__Work to complete__
Show every line in the records below that contains the word "flush".

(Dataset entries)
============================================================
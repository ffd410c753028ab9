//! JSON document reads and crash-safe writes for the data directory

use std::fs::{self, File};
use std::io::{BufReader, BufWriter, Write};
use std::path::Path;

use serde::{de::DeserializeOwned, Serialize};

use crate::error::HourlyBuysError;

/// Load a JSON document
///
/// A missing file reads as `T::default()`. A file that cannot be parsed is a
/// storage error, never silently replaced.
pub fn read_json<T, P>(path: P) -> Result<T, HourlyBuysError>
where
    T: DeserializeOwned + Default,
    P: AsRef<Path>,
{
    let path = path.as_ref();

    if !path.exists() {
        return Ok(T::default());
    }

    let file = File::open(path).map_err(|e| {
        HourlyBuysError::Storage(format!("Failed to open {}: {}", path.display(), e))
    })?;

    serde_json::from_reader(BufReader::new(file)).map_err(|e| {
        HourlyBuysError::Storage(format!("Failed to parse {}: {}", path.display(), e))
    })
}

/// Save a JSON document through a sibling `.json.tmp` file and a rename
///
/// Readers see the old document or the new one, never a partial write.
pub fn write_json_atomic<T, P>(path: P, data: &T) -> Result<(), HourlyBuysError>
where
    T: Serialize,
    P: AsRef<Path>,
{
    let path = path.as_ref();

    if let Some(parent) = path.parent() {
        fs::create_dir_all(parent).map_err(|e| {
            HourlyBuysError::Storage(format!(
                "Failed to create directory {}: {}",
                parent.display(),
                e
            ))
        })?;
    }

    // rename(2) is only atomic within one filesystem
    let temp_path = path.with_extension("json.tmp");

    let file = File::create(&temp_path)
        .map_err(|e| HourlyBuysError::Storage(format!("Failed to create temp file: {}", e)))?;

    let mut writer = BufWriter::new(file);
    serde_json::to_writer_pretty(&mut writer, data)
        .map_err(|e| HourlyBuysError::Storage(format!("Failed to serialize data: {}", e)))?;

    writer
        .flush()
        .map_err(|e| HourlyBuysError::Storage(format!("Failed to flush data: {}", e)))?;

    writer
        .get_ref()
        .sync_all()
        .map_err(|e| HourlyBuysError::Storage(format!("Failed to sync data: {}", e)))?;

    fs::rename(&temp_path, path).map_err(|e| {
        let _ = fs::remove_file(&temp_path);
        HourlyBuysError::Storage(format!("Failed to rename temp file: {}", e))
    })?;

    Ok(())
}

/// Whether `path` holds any well-formed JSON value
pub fn json_file_valid<P: AsRef<Path>>(path: P) -> bool {
    File::open(path.as_ref())
        .map(|file| serde_json::from_reader::<_, serde_json::Value>(BufReader::new(file)).is_ok())
        .unwrap_or(false)
}

#[cfg(test)]
mod tests {
    use super::*;
    use serde::{Deserialize, Serialize};
    use tempfile::TempDir;

    #[derive(Debug, Clone, PartialEq, Serialize, Deserialize, Default)]
    struct TestData {
        name: String,
        value: f64,
    }

    #[test]
    fn test_read_nonexistent_returns_default() {
        let temp_dir = TempDir::new().unwrap();
        let data: TestData = read_json(temp_dir.path().join("nonexistent.json")).unwrap();
        assert_eq!(data, TestData::default());
    }

    #[test]
    fn test_write_and_read() {
        let temp_dir = TempDir::new().unwrap();
        let path = temp_dir.path().join("test.json");
        let data = TestData {
            name: "rice".to_string(),
            value: 2.5,
        };

        write_json_atomic(&path, &data).unwrap();
        let loaded: TestData = read_json(&path).unwrap();

        assert_eq!(data, loaded);
        assert!(!temp_dir.path().join("test.json.tmp").exists());
    }

    #[test]
    fn test_write_creates_parent_directories() {
        let temp_dir = TempDir::new().unwrap();
        let path = temp_dir.path().join("nested").join("dir").join("test.json");

        write_json_atomic(&path, &TestData::default()).unwrap();
        assert!(path.exists());
    }

    #[test]
    fn test_corrupt_file_is_storage_error() {
        let temp_dir = TempDir::new().unwrap();
        let path = temp_dir.path().join("bad.json");
        fs::write(&path, "not json at all").unwrap();

        let err = read_json::<TestData, _>(&path).unwrap_err();
        assert!(matches!(err, HourlyBuysError::Storage(_)));
        assert!(!json_file_valid(&path));
        assert!(!json_file_valid(temp_dir.path().join("missing.json")));
    }
}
============================================================
__Answer for the task__
        .flush()
        .map_err(|e| HourlyBuysError::Storage(format!("Failed to flush data: {}", e)))?;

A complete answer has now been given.